I hadn't considered Can-Am mostly because of their bite sleeves I've seen (like made out of outdoor seat cushions:-? ). I still have a 2 inch nylon collar and a velcro harness that I got from them almost five years ago, and I'm happy with both of those. Their ebay bite stuff still looks the same..... so I"d need to write them first to be sure that I'd get the better material.

(I've also heard that Euro Joe will probably sell me covers...)


----------



## Michael Santana (Dec 31, 2007)

Charlie Kirshner has some nice stuff. 
http://www.canine-consultants.com/

One of our guys here got a sleeve for his suit not too long ago. I would call him, they are not on his site.


----------



## Toran Scott (Mar 27, 2009)

Hey Chad, no disrespect to Euro Joe as I would take their suit over a can am but I do prefer the new Can Am material to the euro joe material but thats my opinion. I had my old gallias jacket with the can am covers at the cert, wish I would've known you were looking as I could've showed you the covers I have. His old material was something akin to car seat upholstery, it was aweful, but his new stuff is the real deal... I would make sure you talked to Guy first to make sure its the new stuff. Good luck.
Toran


----------



## Chad Byerly (Jun 24, 2008)

Thanks guys.:-D


----------



## Jeff Oehlsen (Apr 7, 2006)

Talk to Terri at sundogs.com I think she has a guy that does this for her.

The suit material name is kept super secret. LOL It is actually material they use for a filter. : )

Looking up French linen will make you crazy.


----------



## jim kirkendall (Jan 31, 2009)

this may be crazy but,, I have a jute rug I know I could fashion a sleeve out of or make repairs.They come in all sizes at all the big boxstores.Just a thought.


----------



## Jeff Oehlsen (Apr 7, 2006)

Yep, we made Jambierres out of one, and the dogs thought they were great.


----------



## Toran Scott (Mar 27, 2009)

I'd love to see the jambierre Jeff, any pics? All of the jute rugs that I have seen are woven way to losely to ever be used for a bite surface (would snag teeth and the like). If there are tighter woven rugs I'd love to see a pic so I know what you guys have used. 
Chad have you made a decision yet or gotten any other good info?


----------



## Jeff Oehlsen (Apr 7, 2006)

I don't have any pics. It was a rug from K mart. : )


----------



## Chad Byerly (Jun 24, 2008)

Toran Scott said:


> Chad have you made a decision yet or gotten any other good info?

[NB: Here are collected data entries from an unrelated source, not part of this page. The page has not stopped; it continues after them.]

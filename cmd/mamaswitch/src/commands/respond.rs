use clap::{Args, ValueEnum};
use mamaswitch_session::{select_response, Role};
use mamaswitch_utterance::{classify, Attitude, Command};
use serde::Serialize;

use super::{output_result, text_or_stdin};
use crate::Cli;

#[derive(Clone, Copy, ValueEnum)]
enum RoleArg {
    Mother,
    Child,
}

impl From<RoleArg> for Role {
    fn from(r: RoleArg) -> Self {
        match r {
            RoleArg::Mother => Role::Mother,
            RoleArg::Child => Role::Child,
        }
    }
}

/// Print the reply the session would give to a text in a fixed role.
#[derive(Args)]
pub struct RespondCommand {
    /// Speaker role
    #[arg(long, value_enum)]
    role: RoleArg,

    /// Utterance text (default: stdin)
    text: Vec<String>,
}

#[derive(Serialize)]
struct Reply {
    role: Role,
    command: Option<Command>,
    attitude: Attitude,
    response: String,
}

impl RespondCommand {
    pub fn run(&self, cli: &Cli) -> anyhow::Result<()> {
        let text = text_or_stdin(&self.text)?;
        let tags = classify(text.as_str());
        let role = Role::from(self.role);
        let response = select_response(tags.command, tags.attitude, role);
        output_result(
            &Reply {
                role,
                command: tags.command,
                attitude: tags.attitude,
                response,
            },
            cli.json,
        )
    }
}
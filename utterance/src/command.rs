use std::fmt;

use serde::{Deserialize, Serialize};

use crate::Utterance;

/// Device or conversational command recognized in an utterance.
#[derive(Debug, Clone, Copy, PartialEq, Eq, Hash, PartialOrd, Ord, Serialize, Deserialize)]
#[serde(rename_all = "SCREAMING_SNAKE_CASE")]
pub enum Command {
    TvOn,
    TvOff,
    LightOn,
    LightOff,
    CurtainOpen,
    CurtainClose,
    AlarmOn,
    AlarmOff,
    MusicOn,
    MusicOff,
    VolumeUp,
    VolumeDown,
    GetSnack,
    Snack,
    Insult,
    Gratitude,
    Exit,
}

impl Command {
    /// Every command, in table order.
    pub const ALL: [Command; 17] = [
        Command::TvOn,
        Command::TvOff,
        Command::LightOn,
        Command::LightOff,
        Command::CurtainOpen,
        Command::CurtainClose,
        Command::AlarmOn,
        Command::AlarmOff,
        Command::MusicOn,
        Command::MusicOff,
        Command::VolumeUp,
        Command::VolumeDown,
        Command::GetSnack,
        Command::Snack,
        Command::Insult,
        Command::Gratitude,
        Command::Exit,
    ];

    pub fn as_str(&self) -> &'static str {
        match self {
            Command::TvOn => "TV_ON",
            Command::TvOff => "TV_OFF",
            Command::LightOn => "LIGHT_ON",
            Command::LightOff => "LIGHT_OFF",
            Command::CurtainOpen => "CURTAIN_OPEN",
            Command::CurtainClose => "CURTAIN_CLOSE",
            Command::AlarmOn => "ALARM_ON",
            Command::AlarmOff => "ALARM_OFF",
            Command::MusicOn => "MUSIC_ON",
            Command::MusicOff => "MUSIC_OFF",
            Command::VolumeUp => "VOLUME_UP",
            Command::VolumeDown => "VOLUME_DOWN",
            Command::GetSnack => "GET_SNACK",
            Command::Snack => "SNACK",
            Command::Insult => "INSULT",
            Command::Gratitude => "GRATITUDE",
            Command::Exit => "EXIT",
        }
    }

    /// Parses the wire name produced by [`Command::as_str`].
    pub fn from_name(name: &str) -> Option<Command> {
        Command::ALL.into_iter().find(|c| c.as_str() == name)
    }
}

impl fmt::Display for Command {
    fn fmt(&self, f: &mut fmt::Formatter<'_>) -> fmt::Result {
        f.write_str(self.as_str())
    }
}

/// One row of the command table.
///
/// A rule fires when the utterance contains any of its `topic` keywords.
/// Once fired, the first branch whose keywords match decides the command; if
/// no branch matches, `otherwise` decides. A rule with no matching branch and
/// no `otherwise` passes the text on to the next rule.
struct Rule {
    topic: &'static [&'static str],
    branches: &'static [(&'static [&'static str], Command)],
    otherwise: Option<Command>,
}

const RULES: &[Rule] = &[
    Rule {
        topic: &["テレビ"],
        branches: &[(&["つけ"], Command::TvOn), (&["けし", "消し"], Command::TvOff)],
        otherwise: None,
    },
    Rule {
        topic: &["電気"],
        branches: &[(&["つけ"], Command::LightOn), (&["けし", "消し"], Command::LightOff)],
        otherwise: None,
    },
    Rule {
        topic: &["カーテン"],
        branches: &[(&["開け"], Command::CurtainOpen), (&["閉め"], Command::CurtainClose)],
        otherwise: None,
    },
    Rule {
        topic: &["アラーム"],
        branches: &[(&["かけ"], Command::AlarmOn), (&["けし", "とめ"], Command::AlarmOff)],
        otherwise: None,
    },
    Rule {
        topic: &["音楽"],
        branches: &[(&["かけ"], Command::MusicOn), (&["けし", "とめ"], Command::MusicOff)],
        otherwise: None,
    },
    Rule {
        topic: &["音量"],
        branches: &[(&["上げ"], Command::VolumeUp), (&["下げ"], Command::VolumeDown)],
        otherwise: None,
    },
    Rule {
        topic: &["おやつ"],
        branches: &[(&["ちょうだい", "ください"], Command::GetSnack)],
        otherwise: Some(Command::Snack),
    },
    Rule {
        topic: &["うるさい", "うるせ", "黙れ", "黙っ"],
        branches: &[],
        otherwise: Some(Command::Insult),
    },
    Rule {
        topic: &["ありがとう"],
        branches: &[],
        otherwise: Some(Command::Gratitude),
    },
    Rule {
        topic: &["終了"],
        branches: &[],
        otherwise: Some(Command::Exit),
    },
];

/// Returns the command carried by `text`, if any.
///
/// Rules are tried in a fixed order: device pairs (TV, light, curtain,
/// alarm, music), volume, snack, insult, gratitude, exit. The first rule
/// whose topic and verb both appear decides the result; a topic without its
/// verb ("テレビの音量を上げて") leaves the scan to later rules.
pub fn classify_command<'a>(text: impl Into<Utterance<'a>>) -> Option<Command> {
    let text = text.into();
    RULES
        .iter()
        .filter(|rule| text.contains_any(rule.topic))
        .find_map(|rule| {
            rule.branches
                .iter()
                .find(|(keywords, _)| text.contains_any(keywords))
                .map(|(_, cmd)| *cmd)
                .or(rule.otherwise)
        })
}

I haven't contacted anyone yet. I will say that you are the second person to say the CanAm covers are good (the other was Daniel from Windy City WDC). I've clearly been taking my sweet time, but really appreciate everyone's input (thanks Jeff, for mentioning http://www.sundogsgear.com/, I hadn't heard of them)..., even the rug idea*. I'll update this thread when/if I get the suit mended. 

*:lol: 
I live with a young dog who has serious doormat drive (we find them all over the yard). So, I'll have to keep an eye out for good bite rugs.


----------



## Jeff Oehlsen (Apr 7, 2006)

Nice one. Plan on shaping that with a clicker? Could get yourself a rug cleaning 3 on him. : )


----------